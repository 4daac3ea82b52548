//! Property-based check of quantity conservation: for any match
//! producing trades t1..tn from an incoming order with initial
//! quantity Q, `sum(ti.quantity) + residual_quantity == Q`.

use matching_engine::orderbook::book::OrderBook;
use matching_engine::orderbook::match_order;
use matching_engine::prelude::*;
use proptest::prelude::*;

fn price_strategy() -> impl Strategy<Value = u64> {
    1u64..=1_000u64
}

fn quantity_strategy() -> impl Strategy<Value = u64> {
    1u64..=10_000u64
}

fn side_strategy() -> impl Strategy<Value = Side> {
    prop_oneof![Just(Side::Buy), Just(Side::Sell)]
}

proptest! {
    #![proptest_config(ProptestConfig::with_cases(512))]

    #[test]
    fn quantity_is_conserved_across_a_single_match(
        resting in prop::collection::vec((side_strategy(), price_strategy(), quantity_strategy()), 0..20),
        incoming_side in side_strategy(),
        incoming_price in price_strategy(),
        incoming_qty in quantity_strategy(),
    ) {
        let book = OrderBook::new();
        let mut resting_quantities = Vec::new();
        for (side, price, qty) in resting {
            let order = Order::limit(side, Price::new(price), Quantity::new(qty));
            let id = order.id;
            if book.add(order).is_ok() {
                resting_quantities.push((id, qty));
            }
        }

        let incoming = Order::limit(incoming_side, Price::new(incoming_price), Quantity::new(incoming_qty));
        let incoming_id = incoming.id;

        let trades = match_order(&book, incoming).unwrap();
        let traded: u64 = trades.iter().map(|t| t.quantity.raw()).sum();
        let residual = book.quantity_of(incoming_id).map(|q| q.raw()).unwrap_or(0);

        prop_assert_eq!(traded + residual, incoming_qty);

        // Every resting counterparty's quantity only ever decreased by
        // exactly what it traded; it never went negative or grew.
        for (id, original_qty) in resting_quantities {
            if let Some(remaining) = book.quantity_of(id) {
                prop_assert!(remaining.raw() <= original_qty);
            }
        }
    }
}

_What is needed:_ Output the records above exactly, from their first line through the line that contains "negative or grew.", and add nothing.

_Output:_
repository 4daac3ea82b52548
//! Property-based check of quantity conservation: for any match
//! producing trades t1..tn from an incoming order with initial
//! quantity Q, `sum(ti.quantity) + residual_quantity == Q`.

use matching_engine::orderbook::book::OrderBook;
use matching_engine::orderbook::match_order;
use matching_engine::prelude::*;
use proptest::prelude::*;

fn price_strategy() -> impl Strategy<Value = u64> {
    1u64..=1_000u64
}

fn quantity_strategy() -> impl Strategy<Value = u64> {
    1u64..=10_000u64
}

fn side_strategy() -> impl Strategy<Value = Side> {
    prop_oneof![Just(Side::Buy), Just(Side::Sell)]
}

proptest! {
    #![proptest_config(ProptestConfig::with_cases(512))]

    #[test]
    fn quantity_is_conserved_across_a_single_match(
        resting in prop::collection::vec((side_strategy(), price_strategy(), quantity_strategy()), 0..20),
        incoming_side in side_strategy(),
        incoming_price in price_strategy(),
        incoming_qty in quantity_strategy(),
    ) {
        let book = OrderBook::new();
        let mut resting_quantities = Vec::new();
        for (side, price, qty) in resting {
            let order = Order::limit(side, Price::new(price), Quantity::new(qty));
            let id = order.id;
            if book.add(order).is_ok() {
                resting_quantities.push((id, qty));
            }
        }

        let incoming = Order::limit(incoming_side, Price::new(incoming_price), Quantity::new(incoming_qty));
        let incoming_id = incoming.id;

        let trades = match_order(&book, incoming).unwrap();
        let traded: u64 = trades.iter().map(|t| t.quantity.raw()).sum();
        let residual = book.quantity_of(incoming_id).map(|q| q.raw()).unwrap_or(0);

        prop_assert_eq!(traded + residual, incoming_qty);

        // Every resting counterparty's quantity only ever decreased by
        // exactly what it traded; it never went negative or grew.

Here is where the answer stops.